- [Activity]: The answer must match the material word for word, with every line included.

- [Source material]:

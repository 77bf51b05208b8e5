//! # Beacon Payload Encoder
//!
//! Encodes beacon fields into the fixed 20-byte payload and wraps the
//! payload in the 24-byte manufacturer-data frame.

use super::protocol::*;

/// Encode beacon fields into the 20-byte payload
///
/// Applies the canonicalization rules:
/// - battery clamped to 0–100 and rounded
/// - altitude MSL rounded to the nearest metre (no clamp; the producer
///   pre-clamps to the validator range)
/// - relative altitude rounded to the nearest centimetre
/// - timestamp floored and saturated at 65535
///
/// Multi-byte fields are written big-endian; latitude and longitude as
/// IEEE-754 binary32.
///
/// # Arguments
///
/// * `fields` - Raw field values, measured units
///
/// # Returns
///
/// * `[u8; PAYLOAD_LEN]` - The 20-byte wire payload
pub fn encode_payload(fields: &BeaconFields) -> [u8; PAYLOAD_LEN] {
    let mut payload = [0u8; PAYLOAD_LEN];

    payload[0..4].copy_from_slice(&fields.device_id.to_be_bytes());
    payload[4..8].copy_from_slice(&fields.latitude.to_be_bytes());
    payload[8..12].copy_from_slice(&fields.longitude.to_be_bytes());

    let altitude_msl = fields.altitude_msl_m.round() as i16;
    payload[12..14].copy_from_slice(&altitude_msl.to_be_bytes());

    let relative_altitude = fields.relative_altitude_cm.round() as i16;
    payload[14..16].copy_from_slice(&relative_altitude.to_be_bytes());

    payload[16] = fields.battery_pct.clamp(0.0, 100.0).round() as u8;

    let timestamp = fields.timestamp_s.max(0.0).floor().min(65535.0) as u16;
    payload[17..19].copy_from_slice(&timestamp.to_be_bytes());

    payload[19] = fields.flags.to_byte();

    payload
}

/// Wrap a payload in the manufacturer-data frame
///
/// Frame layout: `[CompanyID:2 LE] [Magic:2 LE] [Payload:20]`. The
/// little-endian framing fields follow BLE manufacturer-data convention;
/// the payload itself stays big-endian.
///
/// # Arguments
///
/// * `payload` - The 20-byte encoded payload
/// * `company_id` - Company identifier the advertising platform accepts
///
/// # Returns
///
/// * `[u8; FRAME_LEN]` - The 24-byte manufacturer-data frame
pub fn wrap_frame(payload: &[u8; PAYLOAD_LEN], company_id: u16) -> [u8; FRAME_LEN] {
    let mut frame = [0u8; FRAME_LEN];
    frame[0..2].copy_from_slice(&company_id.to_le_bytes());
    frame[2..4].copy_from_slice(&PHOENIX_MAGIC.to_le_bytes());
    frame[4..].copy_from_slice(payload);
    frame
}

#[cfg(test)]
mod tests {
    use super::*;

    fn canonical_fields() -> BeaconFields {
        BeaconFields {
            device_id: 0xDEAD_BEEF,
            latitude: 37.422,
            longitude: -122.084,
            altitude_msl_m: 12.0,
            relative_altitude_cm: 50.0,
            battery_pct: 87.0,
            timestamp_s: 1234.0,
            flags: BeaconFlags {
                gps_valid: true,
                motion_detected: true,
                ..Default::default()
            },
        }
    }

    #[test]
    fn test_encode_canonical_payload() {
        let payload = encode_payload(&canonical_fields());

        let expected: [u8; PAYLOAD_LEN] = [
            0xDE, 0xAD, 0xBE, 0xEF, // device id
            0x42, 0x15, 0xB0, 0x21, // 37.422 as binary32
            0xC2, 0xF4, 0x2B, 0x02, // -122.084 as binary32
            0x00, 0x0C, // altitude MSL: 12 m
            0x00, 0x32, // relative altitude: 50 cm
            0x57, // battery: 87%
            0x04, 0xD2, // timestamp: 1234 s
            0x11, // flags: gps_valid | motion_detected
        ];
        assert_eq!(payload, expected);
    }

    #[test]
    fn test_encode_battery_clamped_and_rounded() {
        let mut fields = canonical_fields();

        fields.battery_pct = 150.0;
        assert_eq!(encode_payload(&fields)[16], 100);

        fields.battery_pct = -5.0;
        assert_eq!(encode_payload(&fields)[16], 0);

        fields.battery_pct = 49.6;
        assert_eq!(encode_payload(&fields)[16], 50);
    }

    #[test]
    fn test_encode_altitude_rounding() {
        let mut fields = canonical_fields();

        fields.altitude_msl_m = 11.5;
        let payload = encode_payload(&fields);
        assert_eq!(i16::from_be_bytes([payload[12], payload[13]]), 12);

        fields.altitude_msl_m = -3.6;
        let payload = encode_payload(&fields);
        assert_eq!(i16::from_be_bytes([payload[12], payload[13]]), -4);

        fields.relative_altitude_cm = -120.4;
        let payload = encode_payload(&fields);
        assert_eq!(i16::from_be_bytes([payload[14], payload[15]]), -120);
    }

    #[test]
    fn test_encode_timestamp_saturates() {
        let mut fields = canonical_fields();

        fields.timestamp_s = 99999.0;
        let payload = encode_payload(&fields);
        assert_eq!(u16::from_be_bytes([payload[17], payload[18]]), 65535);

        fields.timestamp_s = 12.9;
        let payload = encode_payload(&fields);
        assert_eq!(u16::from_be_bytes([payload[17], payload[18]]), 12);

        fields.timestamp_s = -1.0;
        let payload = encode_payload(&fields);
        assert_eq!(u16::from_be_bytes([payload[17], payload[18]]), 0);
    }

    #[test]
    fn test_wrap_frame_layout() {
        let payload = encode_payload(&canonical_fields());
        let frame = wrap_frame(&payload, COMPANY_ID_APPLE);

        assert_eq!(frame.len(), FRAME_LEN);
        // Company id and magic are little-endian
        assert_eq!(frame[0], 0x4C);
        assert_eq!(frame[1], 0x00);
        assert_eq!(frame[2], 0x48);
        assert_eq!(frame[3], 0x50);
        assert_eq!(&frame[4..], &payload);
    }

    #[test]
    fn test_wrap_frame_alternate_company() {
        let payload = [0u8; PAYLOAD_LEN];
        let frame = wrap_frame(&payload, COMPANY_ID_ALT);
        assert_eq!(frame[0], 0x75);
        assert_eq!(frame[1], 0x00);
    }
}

- [Task response]:
repository 77bf51b05208b8e5
//! # Beacon Payload Encoder
//!
//! Encodes beacon fields into the fixed 20-byte payload and wraps the
//! payload in the 24-byte manufacturer-data frame.

use super::protocol::*;

/// Encode beacon fields into the 20-byte payload
///
/// Applies the canonicalization rules:
/// - battery clamped to 0–100 and rounded
/// - altitude MSL rounded to the nearest metre (no clamp; the producer
///   pre-clamps to the validator range)
/// - relative altitude rounded to the nearest centimetre
/// - timestamp floored and saturated at 65535
///
/// Multi-byte fields are written big-endian; latitude and longitude as
/// IEEE-754 binary32.
///
/// # Arguments
///
/// * `fields` - Raw field values, measured units
///
/// # Returns
///
/// * `[u8; PAYLOAD_LEN]` - The 20-byte wire payload
pub fn encode_payload(fields: &BeaconFields) -> [u8; PAYLOAD_LEN] {
    let mut payload = [0u8; PAYLOAD_LEN];

    payload[0..4].copy_from_slice(&fields.device_id.to_be_bytes());
    payload[4..8].copy_from_slice(&fields.latitude.to_be_bytes());
    payload[8..12].copy_from_slice(&fields.longitude.to_be_bytes());

    let altitude_msl = fields.altitude_msl_m.round() as i16;
    payload[12..14].copy_from_slice(&altitude_msl.to_be_bytes());

    let relative_altitude = fields.relative_altitude_cm.round() as i16;
    payload[14..16].copy_from_slice(&relative_altitude.to_be_bytes());

    payload[16] = fields.battery_pct.clamp(0.0, 100.0).round() as u8;

    let timestamp = fields.timestamp_s.max(0.0).floor().min(65535.0) as u16;
    payload[17..19].copy_from_slice(&timestamp.to_be_bytes());

    payload[19] = fields.flags.to_byte();

    payload
}

/// Wrap a payload in the manufacturer-data frame
///
/// Frame layout: `[CompanyID:2 LE] [Magic:2 LE] [Payload:20]`. The
/// little-endian framing fields follow BLE manufacturer-data convention;
/// the payload itself stays big-endian.
///
/// # Arguments
///
/// * `payload` - The 20-byte encoded payload
/// * `company_id` - Company identifier the advertising platform accepts
///
/// # Returns
///
/// * `[u8; FRAME_LEN]` - The 24-byte manufacturer-data frame
pub fn wrap_frame(payload: &[u8; PAYLOAD_LEN], company_id: u16) -> [u8; FRAME_LEN] {
    let mut frame = [0u8; FRAME_LEN];
    frame[0..2].copy_from_slice(&company_id.to_le_bytes());
    frame[2..4].copy_from_slice(&PHOENIX_MAGIC.to_le_bytes());
    frame[4..].copy_from_slice(payload);
    frame
}

#[cfg(test)]
mod tests {
    use super::*;

    fn canonical_fields() -> BeaconFields {
        BeaconFields {
            device_id: 0xDEAD_BEEF,
            latitude: 37.422,
            longitude: -122.084,
            altitude_msl_m: 12.0,
            relative_altitude_cm: 50.0,
            battery_pct: 87.0,
            timestamp_s: 1234.0,
            flags: BeaconFlags {
                gps_valid: true,
                motion_detected: true,
                ..Default::default()
            },
        }
    }

    #[test]
    fn test_encode_canonical_payload() {
        let payload = encode_payload(&canonical_fields());

        let expected: [u8; PAYLOAD_LEN] = [
            0xDE, 0xAD, 0xBE, 0xEF, // device id
            0x42, 0x15, 0xB0, 0x21, // 37.422 as binary32
            0xC2, 0xF4, 0x2B, 0x02, // -122.084 as binary32
            0x00, 0x0C, // altitude MSL: 12 m
            0x00, 0x32, // relative altitude: 50 cm
            0x57, // battery: 87%
            0x04, 0xD2, // timestamp: 1234 s
            0x11, // flags: gps_valid | motion_detected
        ];
        assert_eq!(payload, expected);
    }

    #[test]
    fn test_encode_battery_clamped_and_rounded() {
        let mut fields = canonical_fields();

        fields.battery_pct = 150.0;
        assert_eq!(encode_payload(&fields)[16], 100);

        fields.battery_pct = -5.0;
        assert_eq!(encode_payload(&fields)[16], 0);

        fields.battery_pct = 49.6;
        assert_eq!(encode_payload(&fields)[16], 50);
    }

    #[test]
    fn test_encode_altitude_rounding() {
        let mut fields = canonical_fields();

        fields.altitude_msl_m = 11.5;
        let payload = encode_payload(&fields);
        assert_eq!(i16::from_be_bytes([payload[12], payload[13]]), 12);

        fields.altitude_msl_m = -3.6;
        let payload = encode_payload(&fields);
        assert_eq!(i16::from_be_bytes([payload[12], payload[13]]), -4);

        fields.relative_altitude_cm = -120.4;
        let payload = encode_payload(&fields);
        assert_eq!(i16::from_be_bytes([payload[14], payload[15]]), -120);
    }

    #[test]
    fn test_encode_timestamp_saturates() {
        let mut fields = canonical_fields();

        fields.timestamp_s = 99999.0;
        let payload = encode_payload(&fields);
        assert_eq!(u16::from_be_bytes([payload[17], payload[18]]), 65535);

        fields.timestamp_s = 12.9;
        let payload = encode_payload(&fields);
        assert_eq!(u16::from_be_bytes([payload[17], payload[18]]), 12);

        fields.timestamp_s = -1.0;
        let payload = encode_payload(&fields);
        assert_eq!(u16::from_be_bytes([payload[17], payload[18]]), 0);
    }

    #[test]
    fn test_wrap_frame_layout() {
        let payload = encode_payload(&canonical_fields());
        let frame = wrap_frame(&payload, COMPANY_ID_APPLE);

        assert_eq!(frame.len(), FRAME_LEN);
        // Company id and magic are little-endian
        assert_eq!(frame[0], 0x4C);
        assert_eq!(frame[1], 0x00);
        assert_eq!(frame[2], 0x48);
        assert_eq!(frame[3], 0x50);
        assert_eq!(&frame[4..], &payload);
    }

    #[test]
    fn test_wrap_frame_alternate_company() {
        let payload = [0u8; PAYLOAD_LEN];
        let frame = wrap_frame(&payload, COMPANY_ID_ALT);
        assert_eq!(frame[0], 0x75);
        assert_eq!(frame[1], 0x00);
    }
}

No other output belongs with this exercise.